Vu les autres pièces du dossier.
Vu :
- le code général des impôts ;
- le livre des procédures fiscales ;
- le code de justice administrative.
Les parties ont été régulièrement averties du jour de l'audience.
La présidente de la cour a désigné Mme Massé-Degois, présidente-assesseure de la 2ème chambre, pour présider, en application de l'article R. 222-26 du code de justice administrative, la formation de jugement.

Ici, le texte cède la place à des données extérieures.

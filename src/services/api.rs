// ============================================================================
// API CLIENT - SOLO COMUNICACIÓN HTTP (Stateless)
// ============================================================================
// NO tiene lógica de negocio, solo hace requests HTTP
// ============================================================================

use gloo_net::http::Request;

use crate::models::Notification;
use crate::utils::constants::API_BASE_URL;

/// Cliente API - SOLO comunicación HTTP (stateless)
#[derive(Clone)]
pub struct ApiClient {
    base_url: String,
}

impl ApiClient {
    pub fn new() -> Self {
        Self {
            base_url: API_BASE_URL.to_string(),
        }
    }

    /// Obtener notificaciones del usuario logueado
    pub async fn fetch_notifications(&self) -> Result<Vec<Notification>, String> {
        let url = format!("{}/api/notifications", self.base_url);
        let response = Request::get(&url)
            .send()
            .await
            .map_err(|e| format!("Network error: {}", e))?;

        if !response.ok() {
            return Err(format!("HTTP {}: {}", response.status(), response.status_text()));
        }

        response
            .json::<Vec<Notification>>()
            .await
            .map_err(|e| format!("Parse error: {}", e))
    }

    /// Actualizar el status de un lead (body form-encoded: status=<valor>).
    /// Retorna el status HTTP de la respuesta; Err solo ante fallo de red o
    /// de armado del request.
    pub async fn update_lead_status(&self, lead_id: &str, status: &str) -> Result<u16, String> {
        let url = format!("{}/broker/leads/{}/update", self.base_url, lead_id);
        let body = format!("status={}", js_sys::encode_uri_component(status));

        log::info!("📋 Actualizando lead {} → {}", lead_id, status);

        let response = Request::post(&url)
            .header("Content-Type", "application/x-www-form-urlencoded")
            .body(body)
            .map_err(|e| format!("Request build error: {}", e))?
            .send()
            .await
            .map_err(|e| format!("Network error: {}", e))?;

        Ok(response.status())
    }
}

impl Default for ApiClient {
    fn default() -> Self {
        Self::new()
    }
}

Ont été entendus au cours de l'audience publique :
- le rapport de M. A...,
- et les conclusions de M. Gautron, rapporteur public.
Considérant ce qui suit :
1. La SARL La Chrysalide relève appel du jugement du 5 novembre 2020 par lequel le tribunal administratif de Toulon a rejeté ses conclusions tendant à la décharge des cotisations supplémentaires d'impôt sur les sociétés auxquelles elle a été assujettie au titre des années 2012 et 2013 ainsi que des rappels de taxe sur la valeur ajoutée qui lui ont été réclamés au titre de la période du 1er janvier 2012 au 31 octobre 2014, en droits, pénalités et intérêts de retard.
Sur la régularité du jugement attaqué :
2. Il résulte des motifs mêmes du jugement que le tribunal administratif, qui n'était pas tenu de répondre à tous les arguments avancés par les parties, a expressément répondu aux critiques formulées par la société requérante à l'encontre de la méthode suivie par l'administration pour déterminer le montant du chiffre d'affaires au titre des exercices en litige et, contrairement à ce qu'elle soutient, a notamment répondu au point 8 de ce jugement, par des motifs suffisamment précis et circonstanciés, à l'assertion selon laquelle le service vérificateur aurait insuffisamment tenu compte de la dégradation de ses conditions d'exploitation au cours de l'année 2013. Par suite, la SARL La Chrysalide n'est pas fondée à soutenir que le jugement serait insuffisamment motivé.
Sur les conclusions à fin de décharge :
En ce qui concerne la régularité de la procédure d'imposition :
3. La société La Chrysalide réitère en appel son moyen tiré de ce que l'administration n'aurait pas répondu à l'un de ses arguments concernant l'existence d'un récapitulatif journalier de recettes, dits " tickets Z ", en persistant à se prévaloir de la méconnaissance du principe du contradictoire qui n'a, contrairement à ce qu'elle soutient, nullement pour effet de faire obligation à l'administration de répondre à tous les arguments avancés par le contribuable. En tout état de cause, il ressort des termes mêmes de la décision datée du 27 juin 2018 rejetant la réclamation de la requérante que l'administration a exposé dans cette décision les motifs l'ayant conduit à regarder lesdits tickets produits comme insuffisants en indiquant que " les tickets Z journaliers ne détaillant pas ces produits mais globalisant par touche les recettes / (...) le service doit pouvoir obtenir un ticket Z permettant de déterminer la nature du produit vendu avec son prix. ". Par suite, ce moyen ne peut qu'être écarté.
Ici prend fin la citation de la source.